Scan the records for "built" and copy each line that contains it.

|---|

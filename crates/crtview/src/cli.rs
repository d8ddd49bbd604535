use std::path::PathBuf;

use clap::Parser;

#[derive(Parser, Debug)]
#[command(
    name = "crtview",
    author,
    version,
    about = "CRT shader viewer for pixel-art images",
    arg_required_else_help = false
)]
pub struct Args {
    /// Image to display (PNG, JPEG, BMP, or GIF). Falls back to the built-in
    /// test-pattern gallery when omitted.
    #[arg(value_name = "IMAGE")]
    pub image: Option<PathBuf>,

    /// Render one frame to the given PNG file instead of opening a window loop.
    #[arg(long, value_name = "PATH")]
    pub output: Option<PathBuf>,

    /// Viewer configuration TOML with shader parameter overrides.
    #[arg(long, value_name = "PATH")]
    pub config: Option<PathBuf>,

    /// Initial integer scale for the window and for exported frames.
    #[arg(long, value_name = "FACTOR")]
    pub scale: Option<u32>,

    /// Keep the window open after exporting with --output.
    #[arg(long)]
    pub no_close: bool,
}

pub fn parse() -> Args {
    Args::parse()
}

#[cfg(test)]
mod tests {
    use super::*;

    #[test]
    fn parses_bare_invocation() {
        let args = Args::try_parse_from(["crtview"]).expect("bare invocation parses");
        assert!(args.image.is_none());
        assert!(args.output.is_none());
        assert!(!args.no_close);
    }

    #[test]
    fn parses_export_invocation() {
        let args = Args::try_parse_from([
            "crtview",
            "art.png",
            "--output",
            "shot.png",
            "--scale",
            "3",
            "--no-close",
        ])
        .expect("export invocation parses");
        assert_eq!(args.image.as_deref(), Some(std::path::Path::new("art.png")));
        assert_eq!(args.output.as_deref(), Some(std::path::Path::new("shot.png")));
        assert_eq!(args.scale, Some(3));
        assert!(args.no_close);
    }

    #[test]
    fn rejects_scale_without_value() {
        assert!(Args::try_parse_from(["crtview", "--scale"]).is_err());
    }
}
use std::path::Path;

use anyhow::{Context, Result};
use crtconfig::ViewerConfig;
use crtcore::{Gallery, GalleryEntry, ParamSet, Session, Vec2};
use renderer::{GalleryImage, RenderPolicy, Renderer, RendererConfig};
use tracing_subscriber::EnvFilter;

use crate::cli::Args;
use crate::patterns;

const DEFAULT_SCALE: u32 = 4;

pub fn run(args: Args) -> Result<()> {
    initialise_tracing();

    let config = match args.config.as_deref() {
        Some(path) => {
            let config = ViewerConfig::load(path)
                .with_context(|| format!("failed to load config {}", path.display()))?;
            tracing::debug!(path = %path.display(), overrides = config.params.len(), "loaded viewer config");
            config
        }
        None => ViewerConfig::default(),
    };

    let mut params = ParamSet::crt_defaults();
    if let Err(err) = params.apply_overrides(&config.params) {
        tracing::warn!(error = %err, "ignoring unknown shader parameters from config");
    }

    let images = load_gallery_images(args.image.as_deref())?;
    let entries = images
        .iter()
        .map(|image| {
            let (width, height) = image.pixels.dimensions();
            GalleryEntry::new(image.desc.clone(), Vec2::new(f64::from(width), f64::from(height)))
        })
        .collect();
    let gallery = Gallery::new(entries);

    let default_scale = args
        .scale
        .or(config.scale)
        .unwrap_or(DEFAULT_SCALE)
        .max(1);

    let policy = match args.output {
        Some(path) => {
            tracing::info!(path = %path.display(), "exporting one frame");
            RenderPolicy::Export {
                path,
                keep_open: args.no_close,
            }
        }
        None => RenderPolicy::Animate,
    };

    let renderer_config = RendererConfig {
        title: "crtview".to_string(),
        default_scale,
        policy,
    };

    let session = Session::new(params, gallery);
    Renderer::new(renderer_config, session, images).run()
}

fn initialise_tracing() {
    let filter = EnvFilter::try_from_default_env().unwrap_or_else(|_| EnvFilter::new("info"));
    tracing_subscriber::fmt()
        .with_env_filter(filter)
        .with_target(false)
        .init();
}

fn load_gallery_images(path: Option<&Path>) -> Result<Vec<GalleryImage>> {
    match path {
        Some(path) => {
            let pixels = image::open(path)
                .with_context(|| format!("failed to open image {}", path.display()))?
                .to_rgba8();
            let desc = path
                .file_name()
                .map(|name| name.to_string_lossy().into_owned())
                .unwrap_or_else(|| path.display().to_string());
            tracing::info!(
                image = %desc,
                width = pixels.width(),
                height = pixels.height(),
                "loaded image"
            );
            Ok(vec![GalleryImage { desc, pixels }])
        }
        None => {
            tracing::info!("no image supplied; using built-in test patterns");
            Ok(vec![
                GalleryImage {
                    desc: "colour bars".to_string(),
                    pixels: patterns::color_bars(),
                },
                GalleryImage {
                    desc: "checker grid".to_string(),
                    pixels: patterns::checker_grid(),
                },
            ])
        }
    }
}
//! TOML start-up configuration for the viewer.

use std::collections::BTreeMap;
use std::path::Path;

use serde::{Deserialize, Serialize};

#[derive(Debug, thiserror::Error)]
pub enum ConfigError {
    #[error("failed to read configuration: {0}")]
    Io(#[from] std::io::Error),
    #[error("failed to parse configuration: {0}")]
    Parse(#[from] toml::de::Error),
    #[error("invalid configuration: {0}")]
    Invalid(String),
}

/// Start-up configuration for the viewer: shader parameter overrides plus an
/// optional integer display scale. Loaded once before the frame loop; nothing
/// here is consulted while the program runs.
#[derive(Debug, Clone, Default, Deserialize, Serialize)]
pub struct ViewerConfig {
    /// Parameter name to value overrides applied onto the default set.
    #[serde(default)]
    pub params: BTreeMap<String, f32>,
    /// Integer pixel scale used for the initial window size and for one-shot
    /// exports. Unset means the built-in default.
    #[serde(default, skip_serializing_if = "Option::is_none")]
    pub scale: Option<u32>,
}

impl ViewerConfig {
    pub fn from_toml_str(input: &str) -> Result<Self, ConfigError> {
        let config: ViewerConfig = toml::from_str(input)?;
        config.validate()?;
        Ok(config)
    }

    pub fn load(path: &Path) -> Result<Self, ConfigError> {
        let contents = std::fs::read_to_string(path)?;
        Self::from_toml_str(&contents)
    }

    pub fn validate(&self) -> Result<(), ConfigError> {
        if self.scale == Some(0) {
            return Err(ConfigError::Invalid(
                "scale must be greater than zero".into(),
            ));
        }
        for (name, value) in &self.params {
            if name.trim().is_empty() {
                return Err(ConfigError::Invalid(
                    "parameter names may not be empty".into(),
                ));
            }
            if !value.is_finite() {
                return Err(ConfigError::Invalid(format!(
                    "parameter '{name}' must be a finite number"
                )));
            }
        }
        Ok(())
    }
}

#[cfg(test)]
mod tests {
    use super::*;

    const SAMPLE: &str = r#"
scale = 5

[params]
HardScan = -8.0
MaskDark = 0.8
ShadowMask = 3.0
"#;

    #[test]
    fn parses_sample_config() {
        let config = ViewerConfig::from_toml_str(SAMPLE).expect("parse config");
        assert_eq!(config.scale, Some(5));
        assert_eq!(config.params.get("HardScan"), Some(&-8.0));
        assert_eq!(config.params.len(), 3);
    }

    #[test]
    fn empty_config_is_valid() {
        let config = ViewerConfig::from_toml_str("").unwrap();
        assert!(config.params.is_empty());
        assert_eq!(config.scale, None);
    }

    #[test]
    fn rejects_zero_scale() {
        let err = ViewerConfig::from_toml_str("scale = 0").unwrap_err();
        assert!(matches!(err, ConfigError::Invalid(_)));
    }

    #[test]
    fn rejects_non_numeric_param() {
        let err = ViewerConfig::from_toml_str(
            r#"
[params]
HardScan = "loud"
"#,
        )
        .unwrap_err();
        assert!(matches!(err, ConfigError::Parse(_)));
    }

    #[test]
    fn rejects_nan_param() {
        let err = ViewerConfig::from_toml_str(
            r#"
[params]
HardScan = nan
"#,
        )
        .unwrap_err();
        assert!(matches!(err, ConfigError::Invalid(_)));
    }
}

|---|

Your response:
    /// Image to display (PNG, JPEG, BMP, or GIF). Falls back to the built-in
            tracing::info!("no image supplied; using built-in test patterns");
    /// exports. Unset means the built-in default.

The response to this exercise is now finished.